Actif dans la pub, à la tv comme le long métrage, Godefroy Fouray, la quarantaine qui approche, est spécialisé dans la postproduction des images, et notamment la colorisation numérique.

Ancien graphiste, François Vautier est un pionnier du numérique en télévision passé à la réalisation («Le P’tit bleu» en 2000, «Déjà vu» en 2006).

«Twenty show Le film» (France, 2009, HDV, 70′), qui est leur premier documentaire, sera diffusé sur la chaine Arte lundi 11 mai.

Dates. La 15e édition de Visions du Réel à Nyon se déroule jusqu’à mercredi 29 avril avec palmarès le même soir.

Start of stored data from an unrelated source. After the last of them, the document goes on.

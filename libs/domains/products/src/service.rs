//! Product Service - Business logic layer

use image_store::ImageStore;
use query_composer::{parse_page_size, FilterClause, QueryComposer, QueryParameters};
use std::future::Future;
use std::sync::Arc;
use tracing::instrument;
use uuid::Uuid;
use validator::Validate;

use crate::error::{ProductError, ProductResult};
use crate::models::{
    Actor, CreateProduct, ImageUpload, Product, ProductImage, ProductPage, ProductReviews,
    UpdateProduct, VendorProducts,
};
use crate::repository::ProductRepository;
use crate::reviews::{self, Review, ReviewError, ReviewOutcome, ReviewSubmission};

/// Catalog page size when the client sends no `limit`
pub const DEFAULT_PAGE_SIZE: i64 = 10;

/// Review writes give up with `Conflict` after this many lost races
pub const MAX_WRITE_ATTEMPTS: usize = 3;

/// Image store folder for product pictures
pub const IMAGE_FOLDER: &str = "products";

/// Product service providing business logic operations
///
/// The service layer handles validation, ownership rules, and orchestrates
/// repository and image store operations.
pub struct ProductService<R: ProductRepository> {
    repository: Arc<R>,
    images: Arc<dyn ImageStore>,
    page_size: i64,
}

impl<R: ProductRepository> ProductService<R> {
    /// Create a new ProductService with the given repository and image store
    pub fn new(repository: R, images: Arc<dyn ImageStore>) -> Self {
        Self {
            repository: Arc::new(repository),
            images,
            page_size: DEFAULT_PAGE_SIZE,
        }
    }

    /// Default catalog page size; non-positive values are rejected per request
    pub fn with_page_size(mut self, page_size: i64) -> Self {
        self.page_size = page_size;
        self
    }

    /// Create a new product owned by `owner`
    #[instrument(skip(self, input), fields(product_name = %input.name))]
    pub async fn create_product(&self, owner: Uuid, input: CreateProduct) -> ProductResult<Product> {
        input
            .validate()
            .map_err(|e| ProductError::Validation(e.to_string()))?;

        self.repository.create(Product::new(owner, input)).await
    }

    /// One catalog page: keyword search and paging over all products.
    ///
    /// Other query parameters are not filters here; only the vendor listing
    /// filters on product fields.
    #[instrument(skip(self, params))]
    pub async fn list_products(&self, params: &QueryParameters) -> ProductResult<ProductPage> {
        let page_size = parse_page_size(params.limit(), self.page_size)?;
        let query = QueryComposer::new(params)
            .search()
            .paginate(page_size)?
            .build();

        let products = self.repository.find(&query).await?;
        let product_count = self.repository.count(&query).await?;
        let page_size = page_size.unsigned_abs();

        Ok(ProductPage {
            products,
            product_count,
            total_pages: product_count.div_ceil(page_size),
            current_page: query.page.map(|p| p.page_number).unwrap_or(1),
            page_size,
        })
    }

    /// A vendor's products matching keyword and filters, unpaginated
    #[instrument(skip(self, params))]
    pub async fn list_vendor_products(
        &self,
        vendor_id: Uuid,
        params: &QueryParameters,
    ) -> ProductResult<VendorProducts> {
        let query = QueryComposer::new(params)
            .scoped(FilterClause::new().equals("user", vendor_id))
            .search()
            .filter()?
            .build();
        log_dropped(query.dropped());

        let product_count = self.repository.count(&query).await?;
        let products = self.repository.find(&query).await?;

        Ok(VendorProducts {
            products,
            product_count,
        })
    }

    /// Get a product by ID
    #[instrument(skip(self))]
    pub async fn get_product(&self, id: Uuid) -> ProductResult<Product> {
        self.repository
            .get_by_id(id)
            .await?
            .ok_or(ProductError::NotFound(id))
    }

    /// Every product, for the admin dashboard
    #[instrument(skip(self))]
    pub async fn list_all_products(&self) -> ProductResult<Vec<Product>> {
        self.repository.list_all().await
    }

    /// Update an existing product
    #[instrument(skip(self, input))]
    pub async fn update_product(
        &self,
        actor: Actor,
        id: Uuid,
        input: UpdateProduct,
    ) -> ProductResult<Product> {
        input
            .validate()
            .map_err(|e| ProductError::Validation(e.to_string()))?;

        self.authorize(actor, id).await?;
        retry_on_conflict(id, || self.repository.update(id, input.clone())).await
    }

    /// Delete a product and its images
    #[instrument(skip(self))]
    pub async fn delete_product(&self, actor: Actor, id: Uuid) -> ProductResult<()> {
        self.authorize(actor, id).await?;
        let product = self.repository.delete(id).await?;

        for image in &product.images {
            if let Err(e) = self.images.delete(&image.public_id).await {
                tracing::warn!(
                    product_id = %id,
                    public_id = %image.public_id,
                    error = %e,
                    "Failed to delete product image"
                );
            }
        }

        Ok(())
    }

    /// Upload pictures and attach them to a product
    #[instrument(skip(self, files), fields(count = files.len()))]
    pub async fn upload_images(
        &self,
        actor: Actor,
        id: Uuid,
        files: Vec<ImageUpload>,
    ) -> ProductResult<Product> {
        if files.is_empty() {
            return Err(ProductError::Validation(
                "at least one image is required".to_string(),
            ));
        }
        self.authorize(actor, id).await?;

        let mut uploaded = Vec::with_capacity(files.len());
        for file in files {
            match self
                .images
                .upload(IMAGE_FOLDER, file.bytes, &file.filename)
                .await
            {
                Ok(stored) => uploaded.push(ProductImage::from(stored)),
                Err(e) => {
                    self.discard_images(&uploaded).await;
                    return Err(e.into());
                }
            }
        }

        let result =
            retry_on_conflict(id, || self.repository.add_images(id, uploaded.clone())).await;
        if result.is_err() {
            self.discard_images(&uploaded).await;
        }
        result
    }

    /// Add or replace the reviewer's review and refresh the product's rating
    #[instrument(skip(self, submission), fields(reviewer_id = %submission.reviewer_id))]
    pub async fn submit_review(
        &self,
        product_id: Uuid,
        submission: ReviewSubmission,
    ) -> ProductResult<Product> {
        let review_id = Uuid::now_v7();
        self.write_reviews(product_id, |existing| {
            reviews::upsert_review(existing, submission.clone(), review_id)
        })
        .await
    }

    /// A product's reviews with their summary
    #[instrument(skip(self))]
    pub async fn get_reviews(&self, product_id: Uuid) -> ProductResult<ProductReviews> {
        let product = self.get_product(product_id).await?;
        Ok(ProductReviews::of(&product))
    }

    /// Remove one review and refresh the product's rating
    #[instrument(skip(self))]
    pub async fn delete_review(&self, product_id: Uuid, review_id: Uuid) -> ProductResult<Product> {
        self.write_reviews(product_id, |existing| {
            reviews::remove_review(existing, review_id)
        })
        .await
    }

    async fn authorize(&self, actor: Actor, id: Uuid) -> ProductResult<Product> {
        let product = self.get_product(id).await?;
        if !actor.may_modify(&product) {
            return Err(ProductError::Forbidden(
                "Only the owning vendor or an admin can modify this product".to_string(),
            ));
        }
        Ok(product)
    }

    async fn write_reviews<F>(&self, product_id: Uuid, apply: F) -> ProductResult<Product>
    where
        F: Fn(&[Review]) -> Result<ReviewOutcome, ReviewError>,
    {
        let apply = &apply;
        retry_on_conflict(product_id, || async move {
            let product = self.get_product(product_id).await?;
            let outcome = apply(&product.reviews)?;
            self.repository
                .replace_reviews(product_id, product.version, outcome)
                .await
        })
        .await
    }

    async fn discard_images(&self, images: &[ProductImage]) {
        for image in images {
            if let Err(e) = self.images.delete(&image.public_id).await {
                tracing::warn!(public_id = %image.public_id, error = %e, "Failed to discard image");
            }
        }
    }
}

impl<R: ProductRepository> Clone for ProductService<R> {
    fn clone(&self) -> Self {
        Self {
            repository: Arc::clone(&self.repository),
            images: Arc::clone(&self.images),
            page_size: self.page_size,
        }
    }
}

/// Run `attempt` until it stops losing version races, at most
/// `MAX_WRITE_ATTEMPTS` times.
async fn retry_on_conflict<T, F, Fut>(id: Uuid, mut attempt: F) -> ProductResult<T>
where
    F: FnMut() -> Fut,
    Fut: Future<Output = ProductResult<T>>,
{
    for n in 1..=MAX_WRITE_ATTEMPTS {
        match attempt().await {
            Err(ProductError::VersionConflict(_)) => {
                tracing::debug!(product_id = %id, attempt = n, "Lost a concurrent write, retrying");
            }
            other => return other,
        }
    }

    tracing::warn!(product_id = %id, attempts = MAX_WRITE_ATTEMPTS, "Giving up after repeated conflicts");
    Err(ProductError::Conflict(format!(
        "Product {id} is being modified concurrently, try again"
    )))
}

fn log_dropped(dropped: &[String]) {
    if !dropped.is_empty() {
        tracing::debug!(?dropped, "Ignored unsupported filter parameters");
    }
}
//! MongoDB translation of a [`ComposedQuery`].

use mongodb::bson::{doc, spec::BinarySubtype, Binary, Bson, Document};
use mongodb::options::FindOptions;
use serde_json::Number;
use uuid::Uuid;

use crate::clause::{FieldCondition, FilterClause, RangeOperator, Scalar, SearchClause};
use crate::composer::ComposedQuery;

/// BSON form of a UUID as the driver's document serializer writes it.
pub fn uuid_to_bson(id: Uuid) -> Bson {
    Bson::Binary(Binary {
        subtype: BinarySubtype::Generic,
        bytes: id.as_bytes().to_vec(),
    })
}

fn number_to_bson(n: &Number) -> Bson {
    match (n.as_i64(), n.as_f64()) {
        (Some(i), _) => Bson::Int64(i),
        (None, Some(f)) => Bson::Double(f),
        (None, None) => Bson::Null,
    }
}

fn numeric_text(text: &str) -> Option<Bson> {
    let text = text.trim();
    if let Ok(i) = text.parse::<i64>() {
        return Some(Bson::Int64(i));
    }
    text.parse::<f64>()
        .ok()
        .filter(|f| f.is_finite())
        .map(Bson::Double)
}

impl Scalar {
    pub fn to_bson(&self) -> Bson {
        match self {
            Scalar::Text(s) => Bson::String(s.clone()),
            Scalar::Number(n) => number_to_bson(n),
            Scalar::Bool(b) => Bson::Boolean(*b),
            Scalar::Uuid(id) => uuid_to_bson(*id),
        }
    }
}

impl FieldCondition {
    fn operator_entry(&self) -> (&'static str, Bson) {
        match (self.operator, &self.operand) {
            (RangeOperator::Equals, Scalar::Text(text)) => match numeric_text(text) {
                Some(number) => ("$in", Bson::Array(vec![Bson::String(text.clone()), number])),
                None => ("$eq", Bson::String(text.clone())),
            },
            (RangeOperator::Equals, operand) => ("$eq", operand.to_bson()),
            (operator, Scalar::Text(text)) => (
                mongo_operator(operator),
                numeric_text(text).unwrap_or_else(|| Bson::String(text.clone())),
            ),
            (operator, operand) => (mongo_operator(operator), operand.to_bson()),
        }
    }
}

fn mongo_operator(operator: RangeOperator) -> &'static str {
    match operator {
        RangeOperator::GreaterThan => "$gt",
        RangeOperator::GreaterOrEqual => "$gte",
        RangeOperator::LessThan => "$lt",
        RangeOperator::LessOrEqual => "$lte",
        RangeOperator::Equals => "$eq",
    }
}

impl FilterClause {
    /// `{field: {$op: operand, ...}, ...}`. Conditions on one field share a sub-document.
    pub fn to_document(&self) -> Document {
        let mut filter = Document::new();
        for condition in &self.conditions {
            let (operator, operand) = condition.operator_entry();
            match filter.get_mut(&condition.field) {
                Some(Bson::Document(operators)) => {
                    operators.insert(operator, operand);
                }
                _ => {
                    let mut operators = Document::new();
                    operators.insert(operator, operand);
                    filter.insert(condition.field.clone(), operators);
                }
            }
        }
        filter
    }
}

impl SearchClause {
    pub fn to_document(&self) -> Document {
        let mut search = Document::new();
        if let Some(keyword) = &self.keyword {
            search.insert(
                self.field.clone(),
                doc! { "$regex": regex::escape(keyword), "$options": "i" },
            );
        }
        search
    }
}

impl ComposedQuery {
    /// Filter document for `find`. Non-empty parts are joined with `$and`.
    pub fn to_document(&self) -> Document {
        let mut parts: Vec<Document> = [
            self.scope.to_document(),
            self.search.to_document(),
            self.filter.to_document(),
        ]
        .into_iter()
        .filter(|part| !part.is_empty())
        .collect();

        match parts.len() {
            0 => Document::new(),
            1 => parts.remove(0),
            _ => doc! { "$and": parts },
        }
    }

    /// Filter document for `count_documents`, the caller scope only.
    pub fn count_document(&self) -> Document {
        self.count_query().to_document()
    }

    /// Skip and limit for the page window, unset when the query is not paginated.
    pub fn find_options(&self) -> FindOptions {
        let mut options = FindOptions::default();
        if let Some(page) = self.page {
            options.skip = Some(page.skip());
            options.limit = Some(i64::try_from(page.limit()).unwrap_or(i64::MAX));
        }
        options
    }
}
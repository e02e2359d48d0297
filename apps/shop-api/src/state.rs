//! Shared application state.

use axum_helpers::JwtAuth;
use domain_users::{CapturingMailer, Mailer, SmtpMailer};
use image_store::{CloudinaryStore, ImageStore, InMemoryImageStore};
use mongodb::{Client, Database};
use std::sync::Arc;
use tracing::warn;

use crate::config::Config;

/// Everything the routers are built from. Cloning is cheap.
#[derive(Clone)]
pub struct AppState {
    pub config: Config,
    /// Shares the driver's connection pool
    pub mongo_client: Client,
    pub db: Database,
    pub auth: JwtAuth,
    pub mailer: Arc<dyn Mailer>,
    pub images: Arc<dyn ImageStore>,
}

impl AppState {
    pub fn new(config: Config, mongo_client: Client) -> eyre::Result<Self> {
        let db = mongo_client.database(config.mongodb.database());
        let auth = JwtAuth::new(&config.jwt);

        let mailer: Arc<dyn Mailer> = match &config.mail {
            Some(mail) => Arc::new(SmtpMailer::new(mail)?),
            None => {
                warn!("SMTP_HOST not set, outgoing mail is only logged");
                Arc::new(CapturingMailer::new())
            }
        };

        let images: Arc<dyn ImageStore> = match &config.images {
            Some(images) => Arc::new(CloudinaryStore::new(images.clone())),
            None => {
                warn!("Cloudinary not configured, images are kept in memory");
                Arc::new(InMemoryImageStore::new())
            }
        };

        Ok(Self {
            config,
            mongo_client,
            db,
            auth,
            mailer,
            images,
        })
    }
}
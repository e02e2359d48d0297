//! Startup retry with exponential backoff.

pub mod retry;

pub use retry::{RetryConfig, retry, retry_with_backoff};
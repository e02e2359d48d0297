//! Products Domain
//!
//! Catalog listing, product management, images and reviews, backed by MongoDB.
//!
//! # Architecture
//!
//! ```text
//! ┌─────────────┐
//! │  Handlers   │  ← HTTP endpoints, role checks
//! └──────┬──────┘
//!        │
//! ┌──────▼──────┐      ┌──────────────┐
//! │   Service   │ ───► │  ImageStore  │
//! └──────┬──────┘      └──────────────┘
//!        │  QueryComposer (catalog queries), reviews (rating aggregation)
//! ┌──────▼──────┐
//! │ Repository  │  ← Data access (trait + MongoDB / in-memory)
//! └──────┬──────┘
//!        │
//! ┌──────▼──────┐
//! │   Models    │  ← Entities, DTOs
//! └─────────────┘
//! ```
//!
//! # Usage
//!
//! ```rust,no_run
//! use std::sync::Arc;
//! use axum_helpers::{JwtAuth, JwtConfig};
//! use domain_products::{handlers, MongoProductRepository, ProductService};
//! use image_store::InMemoryImageStore;
//! use mongodb::Client;
//!
//! # async fn example() -> Result<(), Box<dyn std::error::Error>> {
//! let client = Client::with_uri_str("mongodb://localhost:27017").await?;
//! let db = client.database("shop");
//!
//! let repository = MongoProductRepository::new(&db);
//! let service = ProductService::new(repository, Arc::new(InMemoryImageStore::new()));
//!
//! let auth = JwtAuth::new(&JwtConfig::new("a-signing-secret-of-at-least-32-chars"));
//! let router = handlers::router(service, auth);
//! # Ok(())
//! # }
//! ```

pub mod error;
pub mod handlers;
pub mod models;
pub mod mongodb;
pub mod repository;
pub mod reviews;
pub mod service;

// Re-export commonly used types
pub use error::{ProductError, ProductResult};
pub use handlers::ApiDoc;
pub use models::{
    Actor, CreateProduct, ImageUpload, Product, ProductImage, ProductPage, ProductReviews,
    SubmitReview, UpdateProduct, VendorProducts,
};
pub use mongodb::MongoProductRepository;
pub use repository::{InMemoryProductRepository, ProductRepository};
pub use reviews::{RatingSummary, Review, ReviewSubmission};
pub use service::ProductService;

Œuvres. Plus de 150 films sont à découvrir dont 20 (de 16 pays) en compétition internationale. Jury international: Molly Dineen, Sally Berger, Fernand Melgar et Hollman Morris.

Catégories. Le festival se décline en dix sections et deux ateliers consacrés aux Libanais Joanna Hadjithomas et Khalil Joreige ainsi qu’au Kazakhe Sergey Dvortsevoy.

Spécial. Sont programmées des soirées autour du double anniversaire du festival, des dix ans du réseau Eurodoc, des 20 ans de la chute du mur de Berlin, de la création documentaire sur internet, etc.